President Biden Plans to Use Portion of Afghanistan Funds for 9/11 Victims After Taliban Takeover

One of Afghanistan's former presidents called the plan "an atrocity"

Joe Biden
President Joe Biden. Photo: Anna Moneymaker/Getty

President Joe Biden plans to allow a portion of the billions of dollars in frozen assets seized from Afghanistan's central bank amid the country's takeover by the Taliban to go toward settling claims brought by families of victims of the Sept. 11 terror attacks.

Speaking to reporters on Friday, senior administration officials explained that, when the capital of Kabul fell to the Taliban, Afghanistan had over $9 billion in reserves, the source of which was international assistance from the U.S. and other donors from the past two decades.

A large portion of those funds ($7 billion) were in U.S. reserves, and — due to an executive order signed last week by President Biden — are now ready to be allocated. The Biden adminiistration said the move "is designed to provide a path for the funds to reach the people of Afghanistan, while keeping them out of the hands of the Taliban and malicious actors."

But exactly who will ultimately receive that money remains to be seen, officials said.

According to the White House, the administration plans to have $3.5 billion go toward providing humanitarian relief inside Afghanistan, where citizens have suffered from starvation and freezing weather in recent months. The other $3.5 billion, however, will be subject to ongoing litigation by U.S. victims of terrorism, including families of those killed in 9/11.

An administration official told reporters on Friday that they wanted to "be very clear" that this was also "a step in a process that might lead to the unlocking of these funds for the benefit of the Afghan people," noting that a number of American victims of terrorism have brought claims against the Taliban for monetary relief and are pursuing legal access to those same funds.

As the official explained, victims' families suing the Taliban to try and access those funds will have "a full opportunity to have their claims heard in U.S. courts."

"Just to emphasize again: This is one step forward in a process, and no funds are going to be transferred until the court makes a ruling," the official said.

Not everyone was pleased with the idea that some of the funds could go toward terrorism victims, rather than Afghans.

Afghanistan's former President Hamid Karzai said in a press conference over the weekend that the Afghan people "are as much victims as those families who lost their lives," in the Sept. 11 attacks, the Associated Press reported.

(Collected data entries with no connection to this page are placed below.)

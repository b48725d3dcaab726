//! Gap analysis around the ego vehicle
//!
//! Every tracked vehicle is projected forward with constant speed to the
//! moment the ego vehicle reaches the end of its reused path prefix, then
//! bucketed into the ego lane or one of the adjacent lanes.

use serde::{Deserialize, Serialize};
use tracing::debug;

use crate::common::TrackedVehicle;
use crate::map::RoadConfig;

/// Gap reported when no vehicle is found in a bucket [m]
pub const NO_VEHICLE_GAP: f64 = 1000.0;

/// Behavior thresholds and speed limits
#[derive(Debug, Clone, PartialEq, Serialize, Deserialize)]
#[serde(default)]
pub struct BehaviorConfig {
    /// Same-lane vehicle closer than this ahead triggers slow down [m]
    pub following_distance: f64,
    /// Minimum clearance behind ego in the target lane [m]
    pub rear_gap_threshold: f64,
    /// Minimum clearance ahead of ego in the target lane [m]
    pub front_gap_threshold: f64,
    /// Reference speed ceiling [mph]
    pub speed_limit: f64,
    /// Reference speed change per tick [mph]
    pub speed_step: f64,
}

impl Default for BehaviorConfig {
    fn default() -> Self {
        Self {
            following_distance: 30.0,
            rear_gap_threshold: 5.0,
            front_gap_threshold: 35.0,
            speed_limit: 49.5,
            speed_step: 0.224,
        }
    }
}

/// Nearest front/rear gaps in the lanes left and right of ego
#[derive(Debug, Clone, Copy, PartialEq)]
pub struct LaneGapReport {
    pub front_left: f64,
    pub rear_left: f64,
    pub front_right: f64,
    pub rear_right: f64,
}

impl Default for LaneGapReport {
    fn default() -> Self {
        LaneGapReport {
            front_left: NO_VEHICLE_GAP,
            rear_left: NO_VEHICLE_GAP,
            front_right: NO_VEHICLE_GAP,
            rear_right: NO_VEHICLE_GAP,
        }
    }
}

impl LaneGapReport {
    pub fn new(front_left: f64, rear_left: f64, front_right: f64, rear_right: f64) -> Self {
        LaneGapReport { front_left, rear_left, front_right, rear_right }
    }
}

/// Outcome of one behavior assessment
#[derive(Debug, Clone, Copy, PartialEq)]
pub struct BehaviorDecision {
    pub gaps: LaneGapReport,
    /// A vehicle in the ego lane is ahead within the following distance
    pub too_close: bool,
    /// A lane change should be attempted this tick
    pub want_lane_change: bool,
    /// Nearest projected vehicle ahead in the ego lane
    pub front_gap: f64,
}

/// Keeps the smaller of the existing and the new gap, split by sign
fn record_gap(front: &mut f64, rear: &mut f64, gap: f64) {
    if gap > 0.0 {
        *front = front.min(gap);
    } else if gap < 0.0 {
        *rear = rear.min(-gap);
    }
}

#[derive(Debug, Clone)]
pub struct BehaviorPlanner {
    road: RoadConfig,
    config: BehaviorConfig,
    tick_duration: f64,
}

impl BehaviorPlanner {
    pub fn new(road: RoadConfig, config: BehaviorConfig, tick_duration: f64) -> Self {
        BehaviorPlanner { road, config, tick_duration }
    }

    pub fn config(&self) -> &BehaviorConfig {
        &self.config
    }

    /// Assess the traffic around `lane` at arc length `ego_s`.
    /// `unconsumed` is the number of previous-path points still ahead of the vehicle.
    pub fn assess(
        &self,
        lane: usize,
        ego_s: f64,
        vehicles: &[TrackedVehicle],
        unconsumed: usize,
    ) -> BehaviorDecision {
        let horizon = unconsumed as f64 * self.tick_duration;
        let left = lane.checked_sub(1);
        let right = Some(lane + 1).filter(|&l| self.road.is_valid_lane(l));

        let mut gaps = LaneGapReport::default();
        let mut front_gap = NO_VEHICLE_GAP;
        let mut too_close = false;

        for vehicle in vehicles {
            let gap = vehicle.projected_s(horizon) - ego_s;

            if let Some(l) = left {
                if self.road.in_lane(vehicle.d, l) {
                    record_gap(&mut gaps.front_left, &mut gaps.rear_left, gap);
                }
            }
            if let Some(r) = right {
                if self.road.in_lane(vehicle.d, r) {
                    record_gap(&mut gaps.front_right, &mut gaps.rear_right, gap);
                }
            }
            if self.road.in_lane(vehicle.d, lane) && gap > 0.0 {
                front_gap = front_gap.min(gap);
                if gap < self.config.following_distance {
                    too_close = true;
                }
            }
        }

        if too_close {
            debug!("vehicle {:.1} m ahead in lane {}, looking for a gap", front_gap, lane);
        }

        BehaviorDecision {
            gaps,
            too_close,
            want_lane_change: too_close,
            front_gap,
        }
    }
}

#[cfg(test)]
mod tests {
    use super::*;
    use approx::assert_abs_diff_eq;
    use proptest::prelude::*;

    fn vehicle(id: i64, s: f64, d: f64, speed: f64) -> TrackedVehicle {
        TrackedVehicle { id, x: 0.0, y: 0.0, vx: speed, vy: 0.0, s, d }
    }

    fn planner() -> BehaviorPlanner {
        BehaviorPlanner::new(RoadConfig::default(), BehaviorConfig::default(), 0.02)
    }

    #[test]
    fn test_empty_road_reports_sentinels() {
        let decision = planner().assess(1, 100.0, &[], 0);
        assert_eq!(decision.gaps, LaneGapReport::default());
        assert!(!decision.too_close);
        assert!(!decision.want_lane_change);
    }

    #[test]
    fn test_gaps_in_adjacent_lanes() {
        let cars = vec![
            vehicle(0, 150.0, 2.0, 0.0),  // left, ahead
            vehicle(1, 120.0, 1.5, 0.0),  // left, nearer ahead
            vehicle(2, 90.0, 3.0, 0.0),   // left, behind
            vehicle(3, 140.0, 10.0, 0.0), // right, ahead
            vehicle(4, 70.0, 9.0, 0.0),   // right, behind
        ];
        let decision = planner().assess(1, 100.0, &cars, 0);
        assert_abs_diff_eq!(decision.gaps.front_left, 20.0, epsilon = 1e-12);
        assert_abs_diff_eq!(decision.gaps.rear_left, 10.0, epsilon = 1e-12);
        assert_abs_diff_eq!(decision.gaps.front_right, 40.0, epsilon = 1e-12);
        assert_abs_diff_eq!(decision.gaps.rear_right, 30.0, epsilon = 1e-12);
        assert!(!decision.too_close);
    }

    #[test]
    fn test_edge_lane_reports_one_side() {
        let cars = vec![vehicle(0, 120.0, 6.0, 0.0), vehicle(1, 120.0, 10.0, 0.0)];
        let decision = planner().assess(0, 100.0, &cars, 0);
        assert_eq!(decision.gaps.front_left, NO_VEHICLE_GAP);
        assert_abs_diff_eq!(decision.gaps.front_right, 20.0, epsilon = 1e-12);
    }

    #[test]
    fn test_too_close_uses_projected_position() {
        // 40 m ahead and stationary: outside the following distance
        let far = vec![vehicle(0, 140.0, 6.0, 0.0)];
        assert!(!planner().assess(1, 100.0, &far, 0).too_close);

        // behind ego now, projected 10 m ahead after 45 points at 25 m/s
        let overtaking = vec![vehicle(0, 87.5, 6.0, 25.0)];
        let decision = planner().assess(1, 100.0, &overtaking, 45);
        assert!(decision.too_close);
        assert!(decision.want_lane_change);
        assert_abs_diff_eq!(decision.front_gap, 10.0, epsilon = 1e-9);
    }

    #[test]
    fn test_vehicle_at_same_s_is_neither_front_nor_rear() {
        let cars = vec![vehicle(0, 100.0, 2.0, 0.0), vehicle(1, 100.0, 6.0, 0.0)];
        let decision = planner().assess(1, 100.0, &cars, 0);
        assert_eq!(decision.gaps, LaneGapReport::default());
        assert!(!decision.too_close);
    }

    proptest! {
        #[test]
        fn prop_too_close_iff_same_lane_vehicle_within_following_distance(
            s in 0.0f64..200.0,
            d in 0.0f64..12.0,
            speed in 0.0f64..30.0,
            unconsumed in 0usize..50,
        ) {
            let car = vehicle(7, s, d, speed);
            let decision = planner().assess(1, 100.0, &[car], unconsumed);
            let gap = car.projected_s(unconsumed as f64 * 0.02) - 100.0;
            let expected = (4.0..8.0).contains(&d) && gap > 0.0 && gap < 30.0;
            prop_assert_eq!(decision.too_close, expected);
            prop_assert_eq!(decision.want_lane_change, decision.too_close);
        }
    }
}
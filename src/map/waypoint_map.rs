//! Immutable cyclic waypoint table describing the track centerline

use std::fs::File;
use std::io::{BufRead, BufReader};
use std::path::Path;

use itertools::Itertools;
use tracing::info;

use crate::common::{PlannerError, PlannerResult, Point2D};

/// Single centerline sample
#[derive(Debug, Clone, Copy, PartialEq)]
pub struct Waypoint {
    pub x: f64,
    pub y: f64,
    /// Cumulative arc length from the track start [m]
    pub s: f64,
    /// Unit normal pointing to increasing d
    pub dx: f64,
    pub dy: f64,
}

impl Waypoint {
    pub fn new(x: f64, y: f64, s: f64, dx: f64, dy: f64) -> Self {
        Waypoint { x, y, s, dx, dy }
    }

    pub fn position(&self) -> Point2D {
        Point2D::new(self.x, self.y)
    }

    /// Point at lateral offset `d` along this waypoint's normal
    pub fn offset(&self, d: f64) -> Point2D {
        Point2D::new(self.x + d * self.dx, self.y + d * self.dy)
    }
}

/// Ordered, cyclic sequence of waypoints. Built once, read-only afterwards.
#[derive(Debug, Clone)]
pub struct WaypointMap {
    waypoints: Vec<Waypoint>,
    /// Euclidean length of the polyline from waypoint 0 up to waypoint i
    cumulative: Vec<f64>,
    max_s: f64,
}

impl WaypointMap {
    pub fn new(waypoints: Vec<Waypoint>, max_s: f64) -> PlannerResult<Self> {
        if waypoints.len() < 2 {
            return Err(PlannerError::invalid_map(format!(
                "need at least 2 waypoints, got {}",
                waypoints.len()
            )));
        }
        if let Some(i) = waypoints.iter().position(|wp| {
            !(wp.x.is_finite() && wp.y.is_finite() && wp.s.is_finite())
        }) {
            return Err(PlannerError::invalid_map(format!("waypoint {} is not finite", i)));
        }
        if let Some((i, _)) = waypoints
            .iter()
            .tuple_windows()
            .enumerate()
            .find(|(_, (a, b))| b.s <= a.s)
        {
            return Err(PlannerError::invalid_map(format!(
                "s must be strictly increasing (waypoint {} -> {})",
                i,
                i + 1
            )));
        }
        let last_s = waypoints[waypoints.len() - 1].s;
        if !(max_s > last_s) {
            return Err(PlannerError::invalid_map(format!(
                "max_s {} must exceed the last waypoint s {}",
                max_s, last_s
            )));
        }

        let cumulative = std::iter::once(0.0)
            .chain(waypoints.iter().tuple_windows().scan(0.0, |acc, (a, b)| {
                *acc += a.position().distance(&b.position());
                Some(*acc)
            }))
            .collect();

        Ok(WaypointMap { waypoints, cumulative, max_s })
    }

    /// Parse a whitespace separated `x y s dx dy` table, one waypoint per line
    pub fn from_reader<R: BufRead>(reader: R, max_s: f64) -> PlannerResult<Self> {
        let mut waypoints = Vec::new();
        for (idx, line) in reader.lines().enumerate() {
            let line = line?;
            let trimmed = line.trim();
            if trimmed.is_empty() {
                continue;
            }
            let values: Vec<f64> = trimmed
                .split_whitespace()
                .take(5)
                .map(|tok| {
                    tok.parse::<f64>().map_err(|e| PlannerError::MapParse {
                        line: idx + 1,
                        reason: format!("'{}': {}", tok, e),
                    })
                })
                .collect::<PlannerResult<_>>()?;
            if values.len() < 5 {
                return Err(PlannerError::MapParse {
                    line: idx + 1,
                    reason: format!("expected 5 columns, found {}", values.len()),
                });
            }
            waypoints.push(Waypoint::new(values[0], values[1], values[2], values[3], values[4]));
        }
        WaypointMap::new(waypoints, max_s)
    }

    pub fn from_file<P: AsRef<Path>>(path: P, max_s: f64) -> PlannerResult<Self> {
        let file = File::open(path.as_ref())?;
        let map = WaypointMap::from_reader(BufReader::new(file), max_s)?;
        info!(
            "loaded {} waypoints from {} (max_s = {:.3})",
            map.len(),
            path.as_ref().display(),
            max_s
        );
        Ok(map)
    }

    pub fn len(&self) -> usize {
        self.waypoints.len()
    }

    /// Always false: construction rejects maps with fewer than two waypoints
    pub fn is_empty(&self) -> bool {
        self.waypoints.is_empty()
    }

    pub fn waypoints(&self) -> &[Waypoint] {
        &self.waypoints
    }

    pub fn get(&self, index: usize) -> &Waypoint {
        &self.waypoints[index]
    }

    pub fn position(&self, index: usize) -> Point2D {
        self.waypoints[index].position()
    }

    pub fn max_s(&self) -> f64 {
        self.max_s
    }

    /// Polyline length from waypoint 0 to `index`
    pub fn cumulative_length(&self, index: usize) -> f64 {
        self.cumulative[index]
    }

    pub fn next_index(&self, index: usize) -> usize {
        (index + 1) % self.waypoints.len()
    }

    pub fn prev_index(&self, index: usize) -> usize {
        if index == 0 {
            self.waypoints.len() - 1
        } else {
            index - 1
        }
    }
}

#[cfg(test)]
mod tests {
    use super::*;
    use approx::assert_abs_diff_eq;

    fn straight_map() -> WaypointMap {
        let wps = vec![
            Waypoint::new(0.0, 0.0, 0.0, 0.0, 0.0),
            Waypoint::new(10.0, 0.0, 10.0, 0.0, 0.0),
            Waypoint::new(20.0, 0.0, 20.0, 0.0, 0.0),
        ];
        WaypointMap::new(wps, 30.0).unwrap()
    }

    #[test]
    fn test_empty_and_single_point_maps_are_rejected() {
        assert!(matches!(WaypointMap::new(vec![], 10.0), Err(PlannerError::InvalidMap(_))));
        let single = vec![Waypoint::new(0.0, 0.0, 0.0, 0.0, -1.0)];
        assert!(matches!(WaypointMap::new(single, 10.0), Err(PlannerError::InvalidMap(_))));
    }

    #[test]
    fn test_non_increasing_s_is_rejected() {
        let wps = vec![
            Waypoint::new(0.0, 0.0, 0.0, 0.0, 0.0),
            Waypoint::new(10.0, 0.0, 10.0, 0.0, 0.0),
            Waypoint::new(20.0, 0.0, 10.0, 0.0, 0.0),
        ];
        assert!(WaypointMap::new(wps, 30.0).is_err());
    }

    #[test]
    fn test_max_s_must_exceed_last_waypoint() {
        let wps = vec![
            Waypoint::new(0.0, 0.0, 0.0, 0.0, 0.0),
            Waypoint::new(10.0, 0.0, 10.0, 0.0, 0.0),
        ];
        assert!(WaypointMap::new(wps, 10.0).is_err());
    }

    #[test]
    fn test_cyclic_indices() {
        let map = straight_map();
        assert_eq!(map.next_index(2), 0);
        assert_eq!(map.prev_index(0), 2);
        assert_eq!(map.next_index(0), 1);
        assert_abs_diff_eq!(map.cumulative_length(2), 20.0, epsilon = 1e-12);
    }

    #[test]
    fn test_from_reader_parses_table() {
        let table = "784.6001 1135.571 0 -0.02359831 -0.9997216\n\
                     \n\
                     815.2679 1134.93 30.6744785308838 -0.01099479 -0.9999396\n";
        let map = WaypointMap::from_reader(table.as_bytes(), 6945.554).unwrap();
        assert_eq!(map.len(), 2);
        assert_abs_diff_eq!(map.get(1).s, 30.6744785308838, epsilon = 1e-9);
        assert_abs_diff_eq!(map.get(0).dy, -0.9997216, epsilon = 1e-9);
    }

    #[test]
    fn test_from_reader_reports_line_number() {
        let table = "0 0 0 0 -1\n10 0 10 0\n";
        match WaypointMap::from_reader(table.as_bytes(), 100.0) {
            Err(PlannerError::MapParse { line, .. }) => assert_eq!(line, 2),
            other => panic!("unexpected result: {:?}", other),
        }

        let table = "0 0 zero 0 -1\n";
        assert!(matches!(
            WaypointMap::from_reader(table.as_bytes(), 100.0),
            Err(PlannerError::MapParse { line: 1, .. })
        ));
    }

    #[test]
    fn test_waypoint_offset_follows_normal() {
        let wp = Waypoint::new(1.0, 2.0, 0.0, 0.0, -1.0);
        let p = wp.offset(6.0);
        assert_abs_diff_eq!(p.x, 1.0, epsilon = 1e-12);
        assert_abs_diff_eq!(p.y, -4.0, epsilon = 1e-12);
    }
}
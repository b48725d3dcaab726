//! Planner configuration
//!
//! Every section falls back to its defaults, so a YAML file only needs the
//! values that differ:
//!
//! ```yaml
//! road:
//!   max_s: 6945.554
//! behavior:
//!   speed_limit: 45.0
//! frenet:
//!   lateral_sign:
//!     mode: cross_product
//! ```

use std::fs;
use std::path::Path;

use itertools::Itertools;
use serde::{Deserialize, Serialize};

use crate::behavior::BehaviorConfig;
use crate::common::{PlannerError, PlannerResult};
use crate::map::{FrenetConfig, RoadConfig};
use crate::trajectory::TrajectoryConfig;

#[derive(Debug, Clone, PartialEq, Default, Serialize, Deserialize)]
#[serde(default)]
pub struct PlannerConfig {
    pub road: RoadConfig,
    pub behavior: BehaviorConfig,
    pub trajectory: TrajectoryConfig,
    pub frenet: FrenetConfig,
}

impl PlannerConfig {
    pub fn from_yaml_str(yaml: &str) -> PlannerResult<Self> {
        let config: PlannerConfig = serde_yaml::from_str(yaml)?;
        config.validate()?;
        Ok(config)
    }

    pub fn from_file<P: AsRef<Path>>(path: P) -> PlannerResult<Self> {
        let text = fs::read_to_string(path)?;
        PlannerConfig::from_yaml_str(&text)
    }

    pub fn validate(&self) -> PlannerResult<()> {
        let road = &self.road;
        if !(road.lane_width > 0.0) {
            return Err(PlannerError::invalid_parameter("road.lane_width must be positive"));
        }
        if road.num_lanes == 0 {
            return Err(PlannerError::invalid_parameter("road.num_lanes must be at least 1"));
        }
        if !(road.max_s > 0.0) {
            return Err(PlannerError::invalid_parameter("road.max_s must be positive"));
        }

        let behavior = &self.behavior;
        if !(behavior.speed_limit > 0.0) || !(behavior.speed_step > 0.0) {
            return Err(PlannerError::invalid_parameter(
                "behavior.speed_limit and behavior.speed_step must be positive",
            ));
        }
        if behavior.following_distance < 0.0
            || behavior.rear_gap_threshold < 0.0
            || behavior.front_gap_threshold < 0.0
        {
            return Err(PlannerError::invalid_parameter("behavior distances must not be negative"));
        }

        let trajectory = &self.trajectory;
        if trajectory.horizon == 0 {
            return Err(PlannerError::invalid_parameter("trajectory.horizon must be at least 1"));
        }
        if !(trajectory.tick_duration > 0.0)
            || !(trajectory.look_ahead > 0.0)
            || !(trajectory.speed_conversion > 0.0)
        {
            return Err(PlannerError::invalid_parameter(
                "trajectory.tick_duration, look_ahead and speed_conversion must be positive",
            ));
        }
        let offsets = &trajectory.anchor_offsets;
        if offsets.is_empty()
            || offsets[0] <= 0.0
            || !offsets.iter().tuple_windows().all(|(a, b)| b > a)
        {
            return Err(PlannerError::invalid_parameter(
                "trajectory.anchor_offsets must be positive and strictly increasing",
            ));
        }
        Ok(())
    }
}
//! Closed-loop highway simulation
//!
//! Drives the planner against seeded random traffic and optionally saves a
//! plot of the final scene.

use std::io;
use std::path::PathBuf;

use clap::Parser;
use itertools::Itertools;
use tracing::{debug, error, info};
use tracing_subscriber::{EnvFilter, FmtSubscriber};

use highway_planner::map::{stadium_track, WaypointMap};
use highway_planner::simulation::{Simulation, SimulationConfig};
use highway_planner::utils::{colors, PathStyle, Visualizer};
use highway_planner::{
    HighwayPlanner, LaneSelector, PlannerConfig, PlannerResult, Point2D, Trajectory,
};

#[derive(Parser, Debug)]
#[command(name = "highway-sim")]
#[command(about = "Run the highway planner against simulated traffic", long_about = None)]
struct Args {
    /// Planning ticks to simulate
    #[arg(short, long, default_value = "1000")]
    ticks: usize,

    /// Traffic seed
    #[arg(short, long, default_value = "42")]
    seed: u64,

    /// Number of traffic vehicles
    #[arg(long, default_value = "12")]
    vehicles: usize,

    /// Trajectory points driven per planning tick
    #[arg(long, default_value = "10")]
    consume: usize,

    /// Waypoint table with `x y s dx dy` rows (built-in stadium track if omitted)
    #[arg(short, long)]
    map: Option<PathBuf>,

    /// Track length of the waypoint table [m] (`road.max_s` from the config if omitted)
    #[arg(long)]
    max_s: Option<f64>,

    /// YAML planner configuration
    #[arg(short, long)]
    config: Option<PathBuf>,

    /// Save the final scene to this PNG file
    #[arg(long)]
    plot: Option<String>,

    #[arg(short, long)]
    verbose: bool,
}

fn init_logging(verbose: bool) {
    let level = if verbose { "debug" } else { "info" };
    let filter = EnvFilter::try_from_default_env().unwrap_or_else(|_| EnvFilter::new(level));
    let subscriber = FmtSubscriber::builder()
        .with_env_filter(filter)
        .with_writer(io::stderr)
        .finish();
    if let Err(e) = tracing::subscriber::set_global_default(subscriber) {
        eprintln!("failed to set tracing subscriber: {}", e);
    }
}

fn plot_scene<S: LaneSelector>(sim: &Simulation<S>, path: &str) -> PlannerResult<()> {
    let planner = sim.planner();
    let ego = sim.ego();

    let driven_style = PathStyle::new(colors::EGO_HISTORY, "Driven").with_line_width(1.0);
    let mut vis = Visualizer::new();
    vis.set_title("Highway planner")
        .focus_on(ego.position(), 150.0)
        .plot_track(planner.map(), &planner.config().road)
        .plot_path(sim.ego_history(), &driven_style)
        .plot_trajectory(sim.last_trajectory(), &PathStyle::default())
        .plot_vehicles(&sim.sensor_fusion())
        .plot_ego(&ego.pose(), 1.5);
    vis.save_png(path, 1000, 1000)?;
    info!("scene saved to {}", path);
    Ok(())
}

fn run(args: &Args) -> PlannerResult<()> {
    let mut config = match &args.config {
        Some(path) => PlannerConfig::from_file(path)?,
        None => PlannerConfig::default(),
    };
    let map = match &args.map {
        Some(path) => {
            config.road.max_s = args.max_s.unwrap_or(config.road.max_s);
            WaypointMap::from_file(path, config.road.max_s)?
        }
        None => {
            let map = stadium_track(Point2D::new(1000.0, 2000.0), 2000.0, 400.0, 30.0)?;
            config.road.max_s = map.max_s();
            map
        }
    };
    let planner = HighwayPlanner::new(map, config)?;

    let sim_config = SimulationConfig {
        seed: args.seed,
        num_vehicles: args.vehicles,
        consume_per_tick: args.consume,
        ..Default::default()
    };
    let mut sim = Simulation::new(planner, sim_config)?;

    let start = std::time::Instant::now();
    let steps = sim.run(args.ticks);
    let elapsed = start.elapsed();

    for step in steps.iter().filter(|s| s.tick % 50 == 0) {
        debug!(
            "tick {:5} | s {:8.1} | lane {} | speed {:5.2} | gap {:7.1}",
            step.tick, step.ego.s, step.lane, step.ref_speed, step.nearest_gap
        );
    }

    let lane_changes = steps.iter().tuple_windows().filter(|(a, b)| a.lane != b.lane).count();
    let slowdowns = steps.iter().filter(|s| s.decision.too_close).count();
    let off_lane = steps.iter().filter(|s| s.ego_lane.is_none()).count();
    let driven = Trajectory::from_points(sim.ego_history().to_vec()).total_length();
    let min_gap = steps.iter().map(|s| s.nearest_gap).fold(f64::INFINITY, f64::min);
    let mean_speed = if steps.is_empty() {
        0.0
    } else {
        steps.iter().map(|s| s.ref_speed).sum::<f64>() / steps.len() as f64
    };

    info!("{} ticks planned in {:.2?}, {:.1} m driven", steps.len(), elapsed, driven);
    info!(
        "lane changes: {} | ticks following: {} | ticks off lane: {}",
        lane_changes, slowdowns, off_lane
    );
    info!("mean ref speed: {:.2} | min gap ahead: {:.1} m", mean_speed, min_gap);

    if let Some(path) = &args.plot {
        plot_scene(&sim, path)?;
    }
    Ok(())
}

fn main() {
    let args = Args::parse();
    init_logging(args.verbose);

    if let Err(e) = run(&args) {
        error!("{}", e);
        std::process::exit(1);
    }
}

"The people of Afghanistan share the pain of the American people, share the pain of the families and loved ones of those who died, who lost their lives in the tragedy of Sept. 11," Karzai said. "We commiserate with them (but) Afghan people are as much victims as those families who lost their lives. ... Withholding money or seizing money from the people of Afghanistan in their name is unjust and unfair and an atrocity against Afghan people."

In April, President Biden announced that all U.S. military troops would withdraw from Afghanistan by Sept. 11 — 20 years after the 2001 terror attacks that touched off the country's longest war.

In the following months, the U.S. completed a full-scale withdrawal — one that led to the Taliban swiftly retaking the country's cities as they were met with little resistance from the Afghan army and its democratic government, which soon collapsed.

Since the last American military plane left the region, humanitarian groups have been rushing to save Afghans who now face freezing to death or starvation due to lack of access to food and fuel.

In a December news release, the World Food Programme said the number of Afghan people turning to humanitarian aide is "immense."

A report led by the United Nations' World Food Program and Food and Agriculture Organization released last October found that 23 million people in Afghanistan — more than half its population — were projected to face acute food insecurity in the winter months.

The UN also estimates that nearly 3 million people in Afghanistan have been displaced from their homes due to drought, war and famine. With many of them now homeless, living in public spaces or tents erected outside, the situation is compounded by winter weather.